Activity => Scan the listing and copy each line where the word "newline" is present.
===
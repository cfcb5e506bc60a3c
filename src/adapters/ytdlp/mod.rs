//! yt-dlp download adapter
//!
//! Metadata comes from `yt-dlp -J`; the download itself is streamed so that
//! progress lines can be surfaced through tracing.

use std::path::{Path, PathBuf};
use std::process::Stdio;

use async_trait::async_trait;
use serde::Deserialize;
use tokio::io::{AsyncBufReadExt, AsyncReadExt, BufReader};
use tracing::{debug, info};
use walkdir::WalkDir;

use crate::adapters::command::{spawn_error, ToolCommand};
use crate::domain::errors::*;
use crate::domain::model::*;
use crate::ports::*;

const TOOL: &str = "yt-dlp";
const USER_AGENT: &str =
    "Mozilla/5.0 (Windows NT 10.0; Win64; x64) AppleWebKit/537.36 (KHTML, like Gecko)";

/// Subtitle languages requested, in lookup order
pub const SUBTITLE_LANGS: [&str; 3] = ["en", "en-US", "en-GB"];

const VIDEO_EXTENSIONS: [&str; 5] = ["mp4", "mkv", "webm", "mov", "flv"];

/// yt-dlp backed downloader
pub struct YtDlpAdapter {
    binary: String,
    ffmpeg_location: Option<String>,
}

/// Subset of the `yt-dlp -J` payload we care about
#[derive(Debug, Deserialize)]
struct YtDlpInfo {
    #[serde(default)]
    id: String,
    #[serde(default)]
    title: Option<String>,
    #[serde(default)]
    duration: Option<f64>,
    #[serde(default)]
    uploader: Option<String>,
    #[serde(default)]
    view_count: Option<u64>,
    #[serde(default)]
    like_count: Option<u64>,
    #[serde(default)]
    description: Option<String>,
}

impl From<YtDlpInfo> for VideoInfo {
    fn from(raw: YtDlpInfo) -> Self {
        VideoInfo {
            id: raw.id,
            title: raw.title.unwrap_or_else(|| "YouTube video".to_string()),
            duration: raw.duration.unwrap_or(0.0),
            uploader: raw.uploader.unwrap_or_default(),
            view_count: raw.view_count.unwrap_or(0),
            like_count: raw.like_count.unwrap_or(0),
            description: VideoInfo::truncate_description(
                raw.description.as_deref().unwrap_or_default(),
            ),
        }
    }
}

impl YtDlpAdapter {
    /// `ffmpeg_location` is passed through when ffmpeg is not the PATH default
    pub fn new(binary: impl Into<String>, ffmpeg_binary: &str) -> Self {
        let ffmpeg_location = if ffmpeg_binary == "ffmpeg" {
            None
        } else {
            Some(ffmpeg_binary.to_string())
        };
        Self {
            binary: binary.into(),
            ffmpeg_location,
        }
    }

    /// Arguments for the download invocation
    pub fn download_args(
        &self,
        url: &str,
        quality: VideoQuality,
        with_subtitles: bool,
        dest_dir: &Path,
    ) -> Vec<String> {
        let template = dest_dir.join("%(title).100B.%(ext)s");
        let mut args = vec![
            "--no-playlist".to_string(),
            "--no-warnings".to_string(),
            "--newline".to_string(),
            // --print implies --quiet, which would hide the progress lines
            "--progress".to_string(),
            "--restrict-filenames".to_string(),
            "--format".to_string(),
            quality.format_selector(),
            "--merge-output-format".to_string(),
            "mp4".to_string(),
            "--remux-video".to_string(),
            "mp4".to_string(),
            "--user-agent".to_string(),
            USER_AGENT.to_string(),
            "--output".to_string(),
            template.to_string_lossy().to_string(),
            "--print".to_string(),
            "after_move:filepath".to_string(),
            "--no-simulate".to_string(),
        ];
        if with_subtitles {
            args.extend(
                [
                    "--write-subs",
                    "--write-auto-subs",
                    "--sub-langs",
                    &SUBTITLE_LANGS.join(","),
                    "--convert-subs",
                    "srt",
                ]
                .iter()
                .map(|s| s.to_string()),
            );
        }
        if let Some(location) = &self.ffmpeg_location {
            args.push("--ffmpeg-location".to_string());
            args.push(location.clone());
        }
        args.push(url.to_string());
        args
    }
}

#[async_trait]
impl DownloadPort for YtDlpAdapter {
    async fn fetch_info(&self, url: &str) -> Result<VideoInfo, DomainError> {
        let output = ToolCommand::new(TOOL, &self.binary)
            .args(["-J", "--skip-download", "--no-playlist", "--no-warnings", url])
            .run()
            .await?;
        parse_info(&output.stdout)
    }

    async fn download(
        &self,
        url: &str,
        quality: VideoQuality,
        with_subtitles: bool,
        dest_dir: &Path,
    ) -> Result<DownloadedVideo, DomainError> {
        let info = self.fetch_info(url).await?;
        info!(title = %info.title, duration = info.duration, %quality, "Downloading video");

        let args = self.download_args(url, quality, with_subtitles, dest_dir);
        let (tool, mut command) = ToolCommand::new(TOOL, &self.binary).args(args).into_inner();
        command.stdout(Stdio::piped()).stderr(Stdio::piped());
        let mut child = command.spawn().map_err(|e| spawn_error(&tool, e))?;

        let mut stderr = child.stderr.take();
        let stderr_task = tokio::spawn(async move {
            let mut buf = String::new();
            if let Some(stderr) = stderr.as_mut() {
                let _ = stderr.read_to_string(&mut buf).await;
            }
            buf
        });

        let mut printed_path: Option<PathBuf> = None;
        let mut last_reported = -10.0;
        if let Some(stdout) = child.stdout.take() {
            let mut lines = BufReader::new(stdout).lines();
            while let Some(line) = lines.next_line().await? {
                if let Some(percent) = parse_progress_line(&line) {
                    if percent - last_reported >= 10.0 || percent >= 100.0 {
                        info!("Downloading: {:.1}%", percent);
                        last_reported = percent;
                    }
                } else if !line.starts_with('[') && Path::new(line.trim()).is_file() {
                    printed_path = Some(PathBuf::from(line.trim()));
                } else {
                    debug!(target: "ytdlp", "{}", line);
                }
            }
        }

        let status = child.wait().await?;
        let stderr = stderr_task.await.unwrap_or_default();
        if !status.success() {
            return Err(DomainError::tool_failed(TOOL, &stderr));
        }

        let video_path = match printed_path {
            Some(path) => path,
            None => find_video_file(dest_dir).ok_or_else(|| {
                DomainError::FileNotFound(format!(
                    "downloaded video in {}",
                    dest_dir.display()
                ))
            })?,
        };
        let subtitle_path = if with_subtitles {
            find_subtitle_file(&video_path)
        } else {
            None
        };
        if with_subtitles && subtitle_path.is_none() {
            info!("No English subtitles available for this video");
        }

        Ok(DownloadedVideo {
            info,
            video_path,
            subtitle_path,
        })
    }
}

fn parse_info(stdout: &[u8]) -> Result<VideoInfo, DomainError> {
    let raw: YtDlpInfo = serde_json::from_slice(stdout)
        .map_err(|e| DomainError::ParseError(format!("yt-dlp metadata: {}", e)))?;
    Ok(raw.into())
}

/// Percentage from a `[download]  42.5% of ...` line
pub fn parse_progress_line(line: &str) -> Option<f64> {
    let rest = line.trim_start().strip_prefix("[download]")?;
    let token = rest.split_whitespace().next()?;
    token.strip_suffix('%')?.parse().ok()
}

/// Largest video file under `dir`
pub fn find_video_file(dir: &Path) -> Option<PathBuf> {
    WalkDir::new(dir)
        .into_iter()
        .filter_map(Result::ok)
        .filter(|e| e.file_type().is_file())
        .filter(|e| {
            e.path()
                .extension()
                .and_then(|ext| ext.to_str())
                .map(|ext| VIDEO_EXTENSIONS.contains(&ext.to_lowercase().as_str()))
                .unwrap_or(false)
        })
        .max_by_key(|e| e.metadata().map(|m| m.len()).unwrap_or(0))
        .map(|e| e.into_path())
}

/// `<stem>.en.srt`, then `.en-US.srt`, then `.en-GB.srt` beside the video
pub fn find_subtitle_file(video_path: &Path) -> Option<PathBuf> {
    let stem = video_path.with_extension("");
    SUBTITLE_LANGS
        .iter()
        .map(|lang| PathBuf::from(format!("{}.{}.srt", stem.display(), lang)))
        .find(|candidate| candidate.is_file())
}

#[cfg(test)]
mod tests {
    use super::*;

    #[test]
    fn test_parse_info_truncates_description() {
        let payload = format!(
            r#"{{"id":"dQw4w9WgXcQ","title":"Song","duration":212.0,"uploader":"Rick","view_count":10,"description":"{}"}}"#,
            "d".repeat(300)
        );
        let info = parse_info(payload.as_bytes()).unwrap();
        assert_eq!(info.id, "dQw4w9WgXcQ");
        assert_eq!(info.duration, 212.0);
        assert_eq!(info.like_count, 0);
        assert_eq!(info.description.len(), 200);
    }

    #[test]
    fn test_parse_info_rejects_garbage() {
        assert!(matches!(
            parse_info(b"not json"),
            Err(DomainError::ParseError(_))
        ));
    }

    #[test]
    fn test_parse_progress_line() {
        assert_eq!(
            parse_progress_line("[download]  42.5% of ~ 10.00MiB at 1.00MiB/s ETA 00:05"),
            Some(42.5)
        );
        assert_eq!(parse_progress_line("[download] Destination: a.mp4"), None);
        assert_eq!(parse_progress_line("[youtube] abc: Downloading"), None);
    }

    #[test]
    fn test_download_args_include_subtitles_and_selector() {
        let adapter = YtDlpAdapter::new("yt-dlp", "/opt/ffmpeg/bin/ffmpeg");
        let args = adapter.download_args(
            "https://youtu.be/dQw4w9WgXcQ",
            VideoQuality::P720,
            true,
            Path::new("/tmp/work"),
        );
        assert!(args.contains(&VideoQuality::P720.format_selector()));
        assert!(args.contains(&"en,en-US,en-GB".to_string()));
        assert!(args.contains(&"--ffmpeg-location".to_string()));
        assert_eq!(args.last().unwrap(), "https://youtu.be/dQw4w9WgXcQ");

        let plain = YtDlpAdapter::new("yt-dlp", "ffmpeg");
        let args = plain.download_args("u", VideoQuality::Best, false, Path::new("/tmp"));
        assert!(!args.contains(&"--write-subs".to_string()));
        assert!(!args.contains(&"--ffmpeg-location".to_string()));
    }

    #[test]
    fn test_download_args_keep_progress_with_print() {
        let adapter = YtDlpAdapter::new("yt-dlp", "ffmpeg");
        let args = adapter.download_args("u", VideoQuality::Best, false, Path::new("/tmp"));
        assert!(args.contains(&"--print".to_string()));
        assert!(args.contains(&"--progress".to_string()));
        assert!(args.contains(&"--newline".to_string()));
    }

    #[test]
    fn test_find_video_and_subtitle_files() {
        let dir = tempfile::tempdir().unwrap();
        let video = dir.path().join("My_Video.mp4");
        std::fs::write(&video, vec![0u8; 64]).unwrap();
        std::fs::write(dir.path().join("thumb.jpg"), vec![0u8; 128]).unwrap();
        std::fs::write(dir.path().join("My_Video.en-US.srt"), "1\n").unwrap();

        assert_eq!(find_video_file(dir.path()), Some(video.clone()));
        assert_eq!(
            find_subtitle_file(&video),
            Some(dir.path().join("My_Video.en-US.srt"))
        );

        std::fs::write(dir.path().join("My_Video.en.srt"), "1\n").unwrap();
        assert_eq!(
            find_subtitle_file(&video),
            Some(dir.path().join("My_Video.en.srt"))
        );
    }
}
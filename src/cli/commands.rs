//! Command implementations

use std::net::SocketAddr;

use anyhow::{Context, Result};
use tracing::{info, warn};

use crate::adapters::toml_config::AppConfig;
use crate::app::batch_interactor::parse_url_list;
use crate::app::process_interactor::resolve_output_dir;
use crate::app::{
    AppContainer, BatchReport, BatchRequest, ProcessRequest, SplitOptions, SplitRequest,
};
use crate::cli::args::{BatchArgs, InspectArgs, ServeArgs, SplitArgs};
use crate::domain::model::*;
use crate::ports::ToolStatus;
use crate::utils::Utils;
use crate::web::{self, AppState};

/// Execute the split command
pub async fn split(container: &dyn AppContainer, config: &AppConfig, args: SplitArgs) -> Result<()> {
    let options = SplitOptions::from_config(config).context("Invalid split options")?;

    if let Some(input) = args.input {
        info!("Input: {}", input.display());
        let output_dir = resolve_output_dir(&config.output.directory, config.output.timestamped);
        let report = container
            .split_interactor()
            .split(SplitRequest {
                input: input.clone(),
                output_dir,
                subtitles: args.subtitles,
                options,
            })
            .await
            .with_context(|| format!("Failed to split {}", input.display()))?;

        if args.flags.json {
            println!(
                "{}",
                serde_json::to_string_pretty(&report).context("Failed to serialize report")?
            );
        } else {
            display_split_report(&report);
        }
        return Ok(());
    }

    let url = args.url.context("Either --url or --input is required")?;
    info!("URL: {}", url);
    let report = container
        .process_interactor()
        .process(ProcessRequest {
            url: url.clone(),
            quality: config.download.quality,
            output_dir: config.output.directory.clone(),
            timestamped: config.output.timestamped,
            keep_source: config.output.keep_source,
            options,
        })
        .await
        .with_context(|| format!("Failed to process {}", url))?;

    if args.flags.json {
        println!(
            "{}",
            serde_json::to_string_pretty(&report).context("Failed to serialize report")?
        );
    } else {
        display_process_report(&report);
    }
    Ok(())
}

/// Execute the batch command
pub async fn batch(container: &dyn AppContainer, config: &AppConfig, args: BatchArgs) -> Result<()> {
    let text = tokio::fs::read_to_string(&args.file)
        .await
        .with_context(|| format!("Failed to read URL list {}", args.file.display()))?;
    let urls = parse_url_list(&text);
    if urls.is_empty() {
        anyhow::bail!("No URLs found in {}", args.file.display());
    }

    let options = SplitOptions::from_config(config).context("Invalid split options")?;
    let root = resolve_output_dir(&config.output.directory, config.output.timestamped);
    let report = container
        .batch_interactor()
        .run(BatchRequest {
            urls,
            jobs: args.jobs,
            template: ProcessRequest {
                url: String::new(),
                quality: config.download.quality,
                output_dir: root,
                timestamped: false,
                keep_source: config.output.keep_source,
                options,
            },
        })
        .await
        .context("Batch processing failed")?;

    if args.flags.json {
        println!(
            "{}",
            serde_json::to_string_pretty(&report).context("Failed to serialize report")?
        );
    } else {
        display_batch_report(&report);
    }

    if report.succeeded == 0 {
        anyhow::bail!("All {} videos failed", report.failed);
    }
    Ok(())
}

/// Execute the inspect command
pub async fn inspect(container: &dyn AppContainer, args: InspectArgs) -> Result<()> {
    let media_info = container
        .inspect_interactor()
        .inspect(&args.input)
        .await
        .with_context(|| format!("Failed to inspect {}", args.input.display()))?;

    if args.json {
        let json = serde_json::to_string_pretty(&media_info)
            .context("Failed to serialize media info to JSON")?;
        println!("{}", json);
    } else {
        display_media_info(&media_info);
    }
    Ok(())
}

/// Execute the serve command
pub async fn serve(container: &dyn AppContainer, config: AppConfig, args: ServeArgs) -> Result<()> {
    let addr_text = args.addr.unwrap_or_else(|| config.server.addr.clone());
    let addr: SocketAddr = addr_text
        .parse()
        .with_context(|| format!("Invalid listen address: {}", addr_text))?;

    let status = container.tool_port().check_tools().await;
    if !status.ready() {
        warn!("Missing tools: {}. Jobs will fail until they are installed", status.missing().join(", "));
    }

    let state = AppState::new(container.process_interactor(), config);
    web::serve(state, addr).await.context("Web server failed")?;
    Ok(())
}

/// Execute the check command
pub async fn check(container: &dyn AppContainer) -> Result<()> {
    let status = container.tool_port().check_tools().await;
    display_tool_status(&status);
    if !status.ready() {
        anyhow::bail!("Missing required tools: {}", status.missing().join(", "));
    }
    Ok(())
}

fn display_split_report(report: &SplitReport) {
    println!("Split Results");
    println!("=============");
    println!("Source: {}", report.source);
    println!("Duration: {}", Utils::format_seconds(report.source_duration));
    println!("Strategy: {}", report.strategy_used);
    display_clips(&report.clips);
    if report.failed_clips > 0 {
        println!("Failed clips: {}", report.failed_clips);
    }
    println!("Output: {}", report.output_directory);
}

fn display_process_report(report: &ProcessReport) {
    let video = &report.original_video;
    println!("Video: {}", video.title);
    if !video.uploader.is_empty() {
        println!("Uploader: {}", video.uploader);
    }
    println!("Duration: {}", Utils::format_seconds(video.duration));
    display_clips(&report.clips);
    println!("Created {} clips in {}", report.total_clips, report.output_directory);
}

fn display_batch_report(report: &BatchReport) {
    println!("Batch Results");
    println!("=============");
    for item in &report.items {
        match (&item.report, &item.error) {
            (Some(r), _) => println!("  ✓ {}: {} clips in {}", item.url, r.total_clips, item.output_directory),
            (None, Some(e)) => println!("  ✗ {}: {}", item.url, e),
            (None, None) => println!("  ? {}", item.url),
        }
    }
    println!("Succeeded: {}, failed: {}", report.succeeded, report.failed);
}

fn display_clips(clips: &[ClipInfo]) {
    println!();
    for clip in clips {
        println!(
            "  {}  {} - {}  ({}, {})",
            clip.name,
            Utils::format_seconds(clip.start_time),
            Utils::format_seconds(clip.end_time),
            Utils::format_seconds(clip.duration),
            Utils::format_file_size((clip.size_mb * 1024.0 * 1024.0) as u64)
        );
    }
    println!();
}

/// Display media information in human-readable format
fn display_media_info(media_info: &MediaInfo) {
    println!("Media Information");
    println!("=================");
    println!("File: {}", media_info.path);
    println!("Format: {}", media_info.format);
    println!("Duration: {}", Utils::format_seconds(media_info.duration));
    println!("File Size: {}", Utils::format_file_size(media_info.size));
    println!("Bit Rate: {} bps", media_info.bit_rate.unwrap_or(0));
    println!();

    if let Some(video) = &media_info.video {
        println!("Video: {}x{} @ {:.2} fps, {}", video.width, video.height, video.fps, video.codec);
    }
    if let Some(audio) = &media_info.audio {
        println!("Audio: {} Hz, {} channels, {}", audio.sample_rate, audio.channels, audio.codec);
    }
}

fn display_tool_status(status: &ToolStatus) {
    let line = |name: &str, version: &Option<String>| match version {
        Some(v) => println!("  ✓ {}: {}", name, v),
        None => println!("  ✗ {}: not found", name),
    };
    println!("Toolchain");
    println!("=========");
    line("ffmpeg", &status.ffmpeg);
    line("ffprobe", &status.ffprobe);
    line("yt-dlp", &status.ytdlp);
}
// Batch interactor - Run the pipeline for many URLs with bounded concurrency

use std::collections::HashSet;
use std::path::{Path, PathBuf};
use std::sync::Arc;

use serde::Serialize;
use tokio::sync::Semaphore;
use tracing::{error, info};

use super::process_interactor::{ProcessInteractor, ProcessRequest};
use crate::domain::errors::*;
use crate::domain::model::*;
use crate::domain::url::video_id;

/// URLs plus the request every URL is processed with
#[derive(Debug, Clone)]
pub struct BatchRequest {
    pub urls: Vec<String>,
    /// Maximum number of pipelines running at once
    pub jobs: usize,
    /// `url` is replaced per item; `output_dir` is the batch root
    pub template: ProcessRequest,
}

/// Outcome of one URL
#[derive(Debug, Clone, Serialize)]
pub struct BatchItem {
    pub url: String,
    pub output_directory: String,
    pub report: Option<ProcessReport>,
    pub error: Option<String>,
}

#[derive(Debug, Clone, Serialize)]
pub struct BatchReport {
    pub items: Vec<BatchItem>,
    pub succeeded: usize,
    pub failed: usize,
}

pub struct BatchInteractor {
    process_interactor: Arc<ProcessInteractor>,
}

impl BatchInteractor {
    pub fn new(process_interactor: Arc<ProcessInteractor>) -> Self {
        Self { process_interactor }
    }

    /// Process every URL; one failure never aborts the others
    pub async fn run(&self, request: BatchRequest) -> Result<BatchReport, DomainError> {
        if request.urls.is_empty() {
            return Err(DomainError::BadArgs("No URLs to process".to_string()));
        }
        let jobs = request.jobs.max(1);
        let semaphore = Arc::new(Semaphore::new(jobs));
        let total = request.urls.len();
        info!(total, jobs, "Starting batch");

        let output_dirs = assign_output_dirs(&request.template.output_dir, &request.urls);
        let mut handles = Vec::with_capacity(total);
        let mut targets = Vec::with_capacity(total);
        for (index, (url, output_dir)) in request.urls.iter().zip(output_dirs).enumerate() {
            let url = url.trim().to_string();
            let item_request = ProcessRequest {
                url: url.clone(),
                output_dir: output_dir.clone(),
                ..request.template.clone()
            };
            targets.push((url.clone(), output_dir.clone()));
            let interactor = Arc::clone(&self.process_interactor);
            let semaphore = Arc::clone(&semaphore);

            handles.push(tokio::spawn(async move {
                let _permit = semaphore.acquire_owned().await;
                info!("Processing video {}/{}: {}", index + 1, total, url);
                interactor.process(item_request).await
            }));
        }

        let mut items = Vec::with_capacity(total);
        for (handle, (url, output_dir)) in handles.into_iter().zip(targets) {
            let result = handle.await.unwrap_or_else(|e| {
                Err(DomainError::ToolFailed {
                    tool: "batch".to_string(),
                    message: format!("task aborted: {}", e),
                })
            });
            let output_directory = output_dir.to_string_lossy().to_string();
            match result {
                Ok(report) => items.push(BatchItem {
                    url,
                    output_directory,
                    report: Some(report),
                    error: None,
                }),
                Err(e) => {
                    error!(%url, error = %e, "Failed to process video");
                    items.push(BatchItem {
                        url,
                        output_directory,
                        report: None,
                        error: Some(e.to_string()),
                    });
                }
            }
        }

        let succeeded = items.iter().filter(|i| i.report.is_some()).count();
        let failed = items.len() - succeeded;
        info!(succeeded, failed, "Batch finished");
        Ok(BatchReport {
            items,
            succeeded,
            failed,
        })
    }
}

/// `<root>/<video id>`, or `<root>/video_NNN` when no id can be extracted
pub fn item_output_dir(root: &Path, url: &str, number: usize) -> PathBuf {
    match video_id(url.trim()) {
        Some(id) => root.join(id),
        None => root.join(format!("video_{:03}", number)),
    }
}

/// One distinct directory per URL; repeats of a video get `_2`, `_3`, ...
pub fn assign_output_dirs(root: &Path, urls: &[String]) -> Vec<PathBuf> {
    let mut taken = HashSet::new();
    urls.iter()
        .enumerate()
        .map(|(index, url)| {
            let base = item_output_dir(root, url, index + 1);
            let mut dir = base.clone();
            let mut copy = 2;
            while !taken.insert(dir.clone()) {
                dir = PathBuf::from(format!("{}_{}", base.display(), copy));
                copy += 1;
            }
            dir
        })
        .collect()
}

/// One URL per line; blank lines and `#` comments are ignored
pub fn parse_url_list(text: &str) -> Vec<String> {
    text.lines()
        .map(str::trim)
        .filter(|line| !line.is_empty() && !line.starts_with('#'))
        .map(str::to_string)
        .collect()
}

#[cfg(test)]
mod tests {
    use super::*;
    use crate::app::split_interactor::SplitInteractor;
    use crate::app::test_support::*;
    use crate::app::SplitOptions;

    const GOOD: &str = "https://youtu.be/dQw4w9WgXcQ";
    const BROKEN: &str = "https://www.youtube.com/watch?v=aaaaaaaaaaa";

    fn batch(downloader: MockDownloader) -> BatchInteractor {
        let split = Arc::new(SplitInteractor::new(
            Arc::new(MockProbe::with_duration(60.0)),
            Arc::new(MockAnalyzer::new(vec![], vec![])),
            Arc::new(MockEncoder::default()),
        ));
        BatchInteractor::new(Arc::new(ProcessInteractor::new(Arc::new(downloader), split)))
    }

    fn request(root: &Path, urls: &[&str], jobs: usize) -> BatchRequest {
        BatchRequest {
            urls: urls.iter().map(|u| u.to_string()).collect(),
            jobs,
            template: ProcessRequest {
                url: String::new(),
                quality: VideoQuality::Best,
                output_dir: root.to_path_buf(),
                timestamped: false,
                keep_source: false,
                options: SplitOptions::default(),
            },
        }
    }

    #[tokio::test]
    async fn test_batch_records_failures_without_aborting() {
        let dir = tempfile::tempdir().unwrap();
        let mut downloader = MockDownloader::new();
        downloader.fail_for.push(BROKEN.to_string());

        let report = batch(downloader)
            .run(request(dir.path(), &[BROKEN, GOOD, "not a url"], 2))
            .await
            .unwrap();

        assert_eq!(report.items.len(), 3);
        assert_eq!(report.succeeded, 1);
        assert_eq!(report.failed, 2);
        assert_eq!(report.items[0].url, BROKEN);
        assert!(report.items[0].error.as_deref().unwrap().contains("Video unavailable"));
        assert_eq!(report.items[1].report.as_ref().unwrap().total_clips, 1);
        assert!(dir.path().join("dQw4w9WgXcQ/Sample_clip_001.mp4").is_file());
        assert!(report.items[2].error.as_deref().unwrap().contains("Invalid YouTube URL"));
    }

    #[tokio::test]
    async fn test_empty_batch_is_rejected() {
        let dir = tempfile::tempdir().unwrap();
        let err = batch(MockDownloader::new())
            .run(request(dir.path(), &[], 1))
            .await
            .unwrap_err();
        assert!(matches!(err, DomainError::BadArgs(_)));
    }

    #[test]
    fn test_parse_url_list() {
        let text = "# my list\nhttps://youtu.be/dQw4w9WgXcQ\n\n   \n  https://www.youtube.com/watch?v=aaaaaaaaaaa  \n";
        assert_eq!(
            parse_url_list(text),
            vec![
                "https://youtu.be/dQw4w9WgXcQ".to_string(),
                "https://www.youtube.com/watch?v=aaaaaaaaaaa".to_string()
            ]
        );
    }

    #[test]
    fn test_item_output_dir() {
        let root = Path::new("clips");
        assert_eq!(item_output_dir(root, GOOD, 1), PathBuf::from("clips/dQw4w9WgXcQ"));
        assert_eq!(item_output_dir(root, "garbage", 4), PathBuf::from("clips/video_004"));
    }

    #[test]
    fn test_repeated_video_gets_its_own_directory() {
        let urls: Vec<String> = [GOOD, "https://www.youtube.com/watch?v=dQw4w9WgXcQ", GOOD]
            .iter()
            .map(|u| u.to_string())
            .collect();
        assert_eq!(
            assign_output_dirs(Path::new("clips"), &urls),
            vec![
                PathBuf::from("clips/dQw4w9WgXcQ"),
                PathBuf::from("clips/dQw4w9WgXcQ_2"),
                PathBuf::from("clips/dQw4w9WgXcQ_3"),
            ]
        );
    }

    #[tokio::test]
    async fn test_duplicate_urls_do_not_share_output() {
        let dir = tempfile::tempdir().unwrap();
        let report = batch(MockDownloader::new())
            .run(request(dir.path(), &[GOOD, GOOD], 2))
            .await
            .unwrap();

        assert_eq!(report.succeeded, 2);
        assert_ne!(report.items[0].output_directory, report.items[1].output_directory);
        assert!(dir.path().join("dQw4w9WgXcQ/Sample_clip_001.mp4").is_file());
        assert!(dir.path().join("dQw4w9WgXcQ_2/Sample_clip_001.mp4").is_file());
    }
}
===
Answer box =>
            "--newline".to_string(),
        assert!(args.contains(&"--newline".to_string()));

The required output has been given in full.